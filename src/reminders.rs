//! Reminder and maintenance sweeps.
//!
//! Both run on background intervals and are idempotent: the reminder sweep
//! deduplicates through `reminder_log`, the maintenance sweep only touches
//! rows whose expiration has already passed.

use chrono::Utc;

use crate::billing;
use crate::db::{AppState, queries};
use crate::email::{NoticeKind, ReminderEmail};
use crate::error::Result;
use crate::models::{LicenseStatus, SubscriptionStatus};
use crate::util::SECONDS_PER_DAY;

/// Whole UTC day containing `now + days_before` days.
fn day_window(now: i64, days_before: i64) -> (i64, i64) {
    let target = now + days_before * SECONDS_PER_DAY;
    let start = target - target.rem_euclid(SECONDS_PER_DAY);
    (start, start + SECONDS_PER_DAY)
}

/// A reminder selected by the sweep, resolved to everything the email
/// needs so the connection is not held per-send.
struct PendingReminder {
    object_type: &'static str,
    object_id: String,
    notice_key: String,
    kind: NoticeKind,
    to_email: String,
    customer_name: Option<String>,
    product_name: String,
    due_at: i64,
    amount_cents: Option<i64>,
    currency: String,
}

/// Auto-renewing subscriptions get renewal notices; subscriptions that
/// will lapse (cancelled, quota complete) and standalone licenses get
/// expiration notices. One email per (object, notice key), forever.
pub async fn run_reminder_sweep(state: &AppState) -> Result<u64> {
    if !state.reminders_enabled {
        return Ok(0);
    }

    let now = Utc::now().timestamp();
    let conn = state.db.get()?;
    let mut pending: Vec<PendingReminder> = Vec::new();

    for &days in &state.renewal_notice_days {
        let (start, end) = day_window(now, days);
        let subs = queries::list_subscriptions_expiring_between(
            &conn,
            start,
            end,
            &[SubscriptionStatus::Active, SubscriptionStatus::Trialling],
        )?;
        for sub in subs {
            let Some(customer) = queries::get_customer_by_id(&conn, &sub.customer_id)? else {
                continue;
            };
            let Some(product) = queries::get_product_by_id(&conn, &sub.product_id)? else {
                continue;
            };
            let Some(due_at) = sub.expiration else { continue };
            pending.push(PendingReminder {
                object_type: "subscription",
                object_id: sub.id,
                notice_key: format!("renewal-{}", days),
                kind: NoticeKind::Renewal,
                to_email: customer.email,
                customer_name: customer.name,
                product_name: product.name,
                due_at,
                amount_cents: Some(sub.recurring_amount_cents),
                currency: sub.currency,
            });
        }
    }

    for &days in &state.expiration_notice_days {
        let (start, end) = day_window(now, days);

        let subs = queries::list_subscriptions_expiring_between(
            &conn,
            start,
            end,
            &[SubscriptionStatus::Cancelled, SubscriptionStatus::Completed],
        )?;
        for sub in subs {
            let Some(customer) = queries::get_customer_by_id(&conn, &sub.customer_id)? else {
                continue;
            };
            let Some(product) = queries::get_product_by_id(&conn, &sub.product_id)? else {
                continue;
            };
            let Some(due_at) = sub.expiration else { continue };
            pending.push(PendingReminder {
                object_type: "subscription",
                object_id: sub.id,
                notice_key: format!("expiration-{}", days),
                kind: NoticeKind::Expiration,
                to_email: customer.email,
                customer_name: customer.name,
                product_name: product.name,
                due_at,
                amount_cents: None,
                currency: sub.currency,
            });
        }

        // Subscription-backed licenses are covered by the subscription
        // notices above; only standalone licenses are reminded here.
        let licenses = queries::list_licenses_expiring_between(&conn, start, end)?;
        for license in licenses {
            if license.subscription_id.is_some() {
                continue;
            }
            let Some(customer) = queries::get_customer_by_id(&conn, &license.customer_id)? else {
                continue;
            };
            let Some(product) = queries::get_product_by_id(&conn, &license.product_id)? else {
                continue;
            };
            let Some(due_at) = license.expiration else { continue };
            pending.push(PendingReminder {
                object_type: "license",
                object_id: license.id,
                notice_key: format!("expiration-{}", days),
                kind: NoticeKind::Expiration,
                to_email: customer.email,
                customer_name: customer.name,
                product_name: product.name,
                due_at,
                amount_cents: None,
                currency: product.currency,
            });
        }
    }

    let mut sent = 0u64;
    for reminder in pending {
        if queries::reminder_already_sent(
            &conn,
            reminder.object_type,
            &reminder.object_id,
            &reminder.notice_key,
        )? {
            continue;
        }

        let email = ReminderEmail {
            to_email: &reminder.to_email,
            customer_name: reminder.customer_name.as_deref(),
            product_name: &reminder.product_name,
            kind: reminder.kind,
            due_at: reminder.due_at,
            amount_cents: reminder.amount_cents,
            currency: &reminder.currency,
            object_type: reminder.object_type,
            object_id: &reminder.object_id,
            notice_key: &reminder.notice_key,
        };
        match state.email.send_reminder(&email).await {
            Ok(_) => {
                queries::try_record_reminder(
                    &conn,
                    reminder.object_type,
                    &reminder.object_id,
                    &reminder.notice_key,
                )?;
                let note = format!("Reminder sent ({})", reminder.notice_key);
                if reminder.object_type == "subscription" {
                    queries::add_subscription_note(&conn, &reminder.object_id, &note)?;
                } else {
                    queries::add_license_note(&conn, &reminder.object_id, &note)?;
                }
                sent += 1;
            }
            Err(e) => {
                // Left out of reminder_log so the next sweep retries.
                tracing::error!(
                    error = %e,
                    object_id = %reminder.object_id,
                    notice_key = %reminder.notice_key,
                    "Failed to deliver reminder"
                );
            }
        }
    }

    if sent > 0 {
        tracing::info!(sent, "Reminder sweep delivered notices");
    }
    Ok(sent)
}

/// Expire overdue subscriptions and licenses. Completed subscriptions and
/// disabled licenses are left alone.
pub fn run_maintenance_sweep(state: &AppState) -> Result<(u64, u64)> {
    let now = Utc::now().timestamp();
    let mut conn = state.db.get()?;
    let tx = conn.transaction()?;

    let mut subs_expired = 0u64;
    for sub in queries::list_subscriptions_to_expire(&tx, now)? {
        billing::expire_subscription(&tx, &sub.id)?;
        subs_expired += 1;
    }

    let mut licenses_expired = 0u64;
    for license in queries::list_licenses_to_expire(&tx, now)? {
        state.cache.invalidate_license(&license.id);
        queries::set_license_status(&tx, &license.id, LicenseStatus::Expired)?;
        queries::add_license_note(&tx, &license.id, "License expired")?;
        licenses_expired += 1;
    }

    tx.commit()?;

    if subs_expired > 0 || licenses_expired > 0 {
        tracing::info!(
            subs_expired,
            licenses_expired,
            "Maintenance sweep expired overdue records"
        );
    }
    Ok((subs_expired, licenses_expired))
}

■ ■ ■ ■ ■

▶ Directions for this task
Over the whole listing above, how many lines contain the string "error"? The answer is that number alone.

▶ Reply to the task
3